This English surname was taken to Ireland by settlers, where it became Mac an Ghaill, meaning a foreigner. The name is spelt as Magill in east Ulster. Ireland was one of the earliest countries to evolve a system of hereditary surnames. They came into being fairly generally in the 11th century, and indeed a few were formed before the year 1000. GILL derives from the Middle English word GILLE - a locational name - the dweller in a deep glen or valley. Local names usually denoted where a man held his land, and indicated where he actually lived. Almost every city, town or village existing in the Middle Ages has served to name one or more families. Where a man lived was his means of identification. When a man left his birthplace or village where he had been known, and went elsewhere, people would likely refer to him by the name of his former residence or birthplace, or by the name of the land which he owned. Early records of the name mention Ghille (without surname) listed as a tenant in the Domesday Book of 1086. Many of the early names recorded in medieval documents denote noble families but many also indicate migration from the continent during, and in the wake of, the Norman invasion of 1066. There was a constant stream of merchants, workmen and others arriving in England during this time.

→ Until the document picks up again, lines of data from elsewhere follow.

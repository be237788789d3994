//! Job scheduler daemon binary.
//!
//! Builds the dependency graph on every tick, admits ready tasks within
//! capacity and launches them on this host.

use std::sync::Arc;

use anyhow::{Context, Result};
use job_core::config::DatabaseConfig;
use job_core::notify::{NatsNotifier, NullNotifier};
use job_core::signals::{redeliver, wait_for_termination};
use job_core::{JobStore, Notifier, PgJobStore, ResultExt};
use job_launcher::{ActiveRegistry, Launcher, LauncherConfig, LocalDispatcher};
use tracing_subscriber::{layer::SubscriberExt, util::SubscriberInitExt};

use job_scheduler::control::{self, NatsControlListener};
use job_scheduler::{SchedulerConfig, SchedulerDaemon};

#[tokio::main]
async fn main() -> Result<()> {
    // Initialize tracing
    let filter = tracing_subscriber::EnvFilter::try_from_default_env()
        .unwrap_or_else(|_| "info,job_scheduler=debug,job_launcher=debug".into());
    let registry = tracing_subscriber::registry().with(filter);
    if std::env::var("LOG_FORMAT").is_ok_and(|f| f == "json") {
        registry.with(tracing_subscriber::fmt::layer().json()).init();
    } else {
        registry.with(tracing_subscriber::fmt::layer()).init();
    }

    // Load environment variables
    dotenvy::dotenv().ok();

    tracing::info!("Starting job scheduler");

    // Load configuration
    let config = SchedulerConfig::from_env().context("Invalid SCHEDULER_ configuration")?;
    let db_config = DatabaseConfig::from_env().context("Invalid POSTGRES_ configuration")?;
    let launcher_config = LauncherConfig::from_env().context("Invalid LAUNCHER_ configuration")?;
    tracing::info!(
        capacity = config.capacity,
        rebuild_interval_secs = config.rebuild_interval_secs,
        nats_url = ?config.nats_url,
        output_root = %launcher_config.output_root.display(),
        sandbox = launcher_config.sandbox_enabled,
        "Scheduler configuration loaded"
    );

    // Job store
    let pool = db_config.create_pool().await.context("Failed to connect to PostgreSQL")?;
    let pg_store = PgJobStore::new(pool);
    pg_store.ensure_schema().await?;
    let store: Arc<dyn JobStore> = Arc::new(pg_store);

    // Optional NATS connection for control requests and status notifications
    let nats = match &config.nats_url {
        Some(url) => {
            let client = async_nats::connect(url.as_str())
                .await
                .with_context(|| format!("Failed to connect to NATS at {}", url))?;
            tracing::info!(url = %url, "Connected to NATS");
            Some(client)
        }
        None => None,
    };
    let notifier: Arc<dyn Notifier> = match &nats {
        Some(client) => Arc::new(NatsNotifier::new(client.clone(), Some(&config.status_subject))),
        None => Arc::new(NullNotifier),
    };

    // Wire the launcher as the dispatcher; a finished launch wakes the daemon
    let (control_handle, inbox) = control::channel();
    let registry = ActiveRegistry::new();
    let launcher = Arc::new(Launcher::new(launcher_config, store.clone(), notifier.clone()));
    let wake = control_handle.clone();
    let dispatcher = LocalDispatcher::new(launcher, registry.clone()).on_finish(move |_| wake.wake());

    let listener = match &nats {
        Some(client) => Some(
            NatsControlListener::new(client.clone(), config.control_subject.clone(), control_handle)
                .spawn()
                .await?,
        ),
        None => None,
    };

    let daemon = SchedulerDaemon::new(
        &config,
        store,
        Arc::new(registry),
        Arc::new(dispatcher),
        notifier,
        inbox,
    );

    let listener_done = async {
        match listener {
            Some(handle) => {
                let _ = handle.await;
            }
            None => std::future::pending::<()>().await,
        }
    };

    let signal = tokio::select! {
        result = daemon.run_until(std::future::pending::<()>()) => {
            result?;
            None
        }
        _ = listener_done => {
            tracing::error!("Control listener stopped");
            std::process::exit(1);
        }
        sig = wait_for_termination() => Some(sig?),
    };

    if let Some(client) = &nats {
        let _ = client.flush().await.log("flushing NATS connection");
    }
    tracing::info!("Scheduler stopped");

    if let Some(sig) = signal {
        redeliver(sig)?;
    }
    Ok(())
}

In 1086 the Record of Great Inquisition of lands of England, their extent, value, ownership and liabilities was made by order of William The Conquerer. It is known as the Domesday book.
A notable member of the name was Sir David Gill ( 1843-1914 ) the Scottish astronomer, born in Aberdeen, and educated there.
He was HM Astronomer at the Cape Observatory from 1879 until 1907, and pioneered the use of photography for charting the heavens.
The associated arms are recorded in Sir Bernard Burkes General Armory. Ulster King of Arms in 1884.